But here is the part most people skip when they talk about Hormozi. The man has poured millions of dollars into his content operation. He has a team. He has a studio. He has editors, producers, and strategists whose entire job is to make his content output as efficient and polished as possible. He has a media empire machine.
You are not building a machine right now. And you do not need to.
What Hormozi proves is the principle, not the budget. The principle is this: when you teach generously and consistently, authority builds. And authority sells books.
The mistake most authors make when they look at someone like Hormozi is they see the scale and they compare themselves to it. They see the production quality and they feel behind before they start. They see the volume of content and they feel exhausted just thinking about it.

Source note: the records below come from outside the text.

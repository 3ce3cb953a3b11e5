use diesel::{pg::Pg, prelude::*};
use serde::Serialize;

use crate::db::{enums::PostType, schema};

#[derive(Debug, Clone, PartialEq, Eq, Queryable, Selectable, Identifiable, Serialize)]
#[diesel(table_name = schema::clubs)]
#[diesel(check_for_backend(Pg))]
pub struct Club {
    pub id: uuid::Uuid,
    pub name: String,
    pub description: String,
    pub created_by: uuid::Uuid,
    pub created_at: chrono::DateTime<chrono::Utc>,
}

#[derive(Debug, Clone, Insertable)]
#[diesel(table_name = schema::clubs)]
pub struct NewClub {
    pub id: uuid::Uuid,
    pub name: String,
    pub description: String,
    pub created_by: uuid::Uuid,
}

/// A club with its current member count.
#[derive(Debug, Clone, PartialEq, Eq, Serialize)]
pub struct ClubSummary {
    #[serde(flatten)]
    pub club: Club,
    pub member_count: i64,
}

#[derive(Debug, Clone, PartialEq, Eq, Queryable, Selectable, Identifiable, Serialize)]
#[diesel(table_name = schema::club_members)]
#[diesel(check_for_backend(Pg))]
#[diesel(primary_key(club_id, user_id))]
pub struct ClubMember {
    pub club_id: uuid::Uuid,
    pub user_id: uuid::Uuid,
    pub joined_at: chrono::DateTime<chrono::Utc>,
}

#[derive(Debug, Clone, Insertable)]
#[diesel(table_name = schema::club_members)]
pub struct NewClubMember {
    pub club_id: uuid::Uuid,
    pub user_id: uuid::Uuid,
}

#[derive(Debug, Clone, PartialEq, Eq, Queryable, Selectable, Identifiable, Serialize)]
#[diesel(table_name = schema::club_posts)]
#[diesel(check_for_backend(Pg))]
pub struct ClubPost {
    pub id: uuid::Uuid,
    pub club_id: uuid::Uuid,
    pub user_id: uuid::Uuid,
    pub title: String,
    pub description: String,
    pub post_type: PostType,
    pub created_at: chrono::DateTime<chrono::Utc>,
}

#[derive(Debug, Clone, Insertable)]
#[diesel(table_name = schema::club_posts)]
pub struct NewClubPost {
    pub id: uuid::Uuid,
    pub club_id: uuid::Uuid,
    pub user_id: uuid::Uuid,
    pub title: String,
    pub description: String,
    pub post_type: PostType,
}

#[derive(Debug, Clone, PartialEq, Eq, Queryable, Selectable, Identifiable, Serialize)]
#[diesel(table_name = schema::club_post_comments)]
#[diesel(check_for_backend(Pg))]
pub struct ClubPostComment {
    pub id: uuid::Uuid,
    pub post_id: uuid::Uuid,
    pub user_id: uuid::Uuid,
    pub content: String,
    pub created_at: chrono::DateTime<chrono::Utc>,
}

#[derive(Debug, Clone, Insertable)]
#[diesel(table_name = schema::club_post_comments)]
pub struct NewClubPostComment {
    pub id: uuid::Uuid,
    pub post_id: uuid::Uuid,
    pub user_id: uuid::Uuid,
    pub content: String,
}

That comparison is the enemy of your channel.
Your channel does not need to compete with Hormozi's operation. It needs to serve your reader. Those are very different targets, and once you understand the difference, the whole thing becomes a lot less overwhelming.
Here is the honest truth about YouTube for authors. It is one of the most powerful long-term tools available to you. It is also slow, requires patience, and will not pay off in thirty days. If you are looking for a fast return, this is not your lever. If you are building something that compounds over two to three years and turns your expertise into a searchable, permanent library of value, there is almost nothing better.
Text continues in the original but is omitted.